GIVEN INFORMATION:
=-=-=-=-=

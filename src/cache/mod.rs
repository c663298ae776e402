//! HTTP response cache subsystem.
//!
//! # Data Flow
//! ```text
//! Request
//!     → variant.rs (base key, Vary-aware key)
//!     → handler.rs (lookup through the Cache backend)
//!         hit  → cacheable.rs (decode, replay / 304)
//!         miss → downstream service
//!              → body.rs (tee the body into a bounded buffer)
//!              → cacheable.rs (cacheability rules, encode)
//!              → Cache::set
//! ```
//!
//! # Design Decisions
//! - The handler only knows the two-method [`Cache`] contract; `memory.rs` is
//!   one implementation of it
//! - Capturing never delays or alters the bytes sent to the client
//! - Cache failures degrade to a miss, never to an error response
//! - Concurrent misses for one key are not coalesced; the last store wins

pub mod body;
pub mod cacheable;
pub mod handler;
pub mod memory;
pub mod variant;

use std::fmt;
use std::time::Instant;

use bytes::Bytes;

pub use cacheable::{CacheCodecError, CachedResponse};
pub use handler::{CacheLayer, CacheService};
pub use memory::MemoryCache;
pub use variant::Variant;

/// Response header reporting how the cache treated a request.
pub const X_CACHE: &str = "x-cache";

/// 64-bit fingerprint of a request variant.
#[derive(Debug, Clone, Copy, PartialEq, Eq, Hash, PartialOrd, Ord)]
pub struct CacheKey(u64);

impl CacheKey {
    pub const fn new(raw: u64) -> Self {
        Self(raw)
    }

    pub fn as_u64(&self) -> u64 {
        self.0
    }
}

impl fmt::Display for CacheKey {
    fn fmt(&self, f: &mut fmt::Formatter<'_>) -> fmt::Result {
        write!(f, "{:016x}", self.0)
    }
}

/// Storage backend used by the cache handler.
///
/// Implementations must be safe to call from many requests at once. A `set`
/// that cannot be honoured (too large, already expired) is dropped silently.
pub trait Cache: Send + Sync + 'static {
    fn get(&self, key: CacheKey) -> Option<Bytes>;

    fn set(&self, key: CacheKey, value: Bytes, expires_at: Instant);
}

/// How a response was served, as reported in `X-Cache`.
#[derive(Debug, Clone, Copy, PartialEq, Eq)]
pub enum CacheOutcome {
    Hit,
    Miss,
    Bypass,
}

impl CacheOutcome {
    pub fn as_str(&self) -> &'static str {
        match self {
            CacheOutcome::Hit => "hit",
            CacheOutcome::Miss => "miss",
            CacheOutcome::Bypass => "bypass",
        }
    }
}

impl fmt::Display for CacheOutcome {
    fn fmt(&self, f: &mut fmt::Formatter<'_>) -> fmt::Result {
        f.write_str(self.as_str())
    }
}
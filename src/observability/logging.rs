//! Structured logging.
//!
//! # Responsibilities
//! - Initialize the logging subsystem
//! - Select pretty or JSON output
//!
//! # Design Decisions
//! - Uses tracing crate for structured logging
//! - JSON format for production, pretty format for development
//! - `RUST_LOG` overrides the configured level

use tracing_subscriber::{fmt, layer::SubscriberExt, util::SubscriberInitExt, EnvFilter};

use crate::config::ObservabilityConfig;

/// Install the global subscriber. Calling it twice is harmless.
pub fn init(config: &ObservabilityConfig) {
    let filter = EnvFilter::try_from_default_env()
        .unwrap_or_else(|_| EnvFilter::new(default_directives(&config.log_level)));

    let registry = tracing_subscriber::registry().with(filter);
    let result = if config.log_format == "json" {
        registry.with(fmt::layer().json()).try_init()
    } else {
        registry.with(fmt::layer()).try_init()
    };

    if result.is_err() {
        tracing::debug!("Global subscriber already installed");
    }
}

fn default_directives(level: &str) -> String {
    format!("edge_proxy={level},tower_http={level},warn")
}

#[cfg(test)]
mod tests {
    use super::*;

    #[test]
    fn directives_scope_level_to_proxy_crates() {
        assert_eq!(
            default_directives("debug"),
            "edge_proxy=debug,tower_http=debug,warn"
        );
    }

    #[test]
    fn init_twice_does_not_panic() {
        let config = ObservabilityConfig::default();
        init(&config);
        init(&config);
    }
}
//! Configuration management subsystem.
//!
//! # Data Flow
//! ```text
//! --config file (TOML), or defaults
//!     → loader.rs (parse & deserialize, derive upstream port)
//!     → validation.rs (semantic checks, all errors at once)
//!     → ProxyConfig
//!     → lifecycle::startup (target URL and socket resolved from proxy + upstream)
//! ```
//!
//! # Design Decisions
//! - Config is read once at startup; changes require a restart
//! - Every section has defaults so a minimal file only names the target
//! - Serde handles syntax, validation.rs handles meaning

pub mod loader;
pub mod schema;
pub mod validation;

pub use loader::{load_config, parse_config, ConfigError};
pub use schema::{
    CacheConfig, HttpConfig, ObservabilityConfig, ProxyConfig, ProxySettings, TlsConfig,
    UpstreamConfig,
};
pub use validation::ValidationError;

=-=-=-=-=

EXERCISE: Would you print exactly the lines from the first line of the entries above through the line that has "pub use memory::MemoryCache;", both included, and stop there?

OUTPUT FOR THIS EXERCISE:
filename src/cache/mod.rs
repository c663298ae776e402
//! HTTP response cache subsystem.
//!
//! # Data Flow
//! ```text
//! Request
//!     → variant.rs (base key, Vary-aware key)
//!     → handler.rs (lookup through the Cache backend)
//!         hit  → cacheable.rs (decode, replay / 304)
//!         miss → downstream service
//!              → body.rs (tee the body into a bounded buffer)
//!              → cacheable.rs (cacheability rules, encode)
//!              → Cache::set
//! ```
//!
//! # Design Decisions
//! - The handler only knows the two-method [`Cache`] contract; `memory.rs` is
//!   one implementation of it
//! - Capturing never delays or alters the bytes sent to the client
//! - Cache failures degrade to a miss, never to an error response
//! - Concurrent misses for one key are not coalesced; the last store wins

pub mod body;
pub mod cacheable;
pub mod handler;
pub mod memory;
pub mod variant;

use std::fmt;
use std::time::Instant;

use bytes::Bytes;

pub use cacheable::{CacheCodecError, CachedResponse};
pub use handler::{CacheLayer, CacheService};
pub use memory::MemoryCache;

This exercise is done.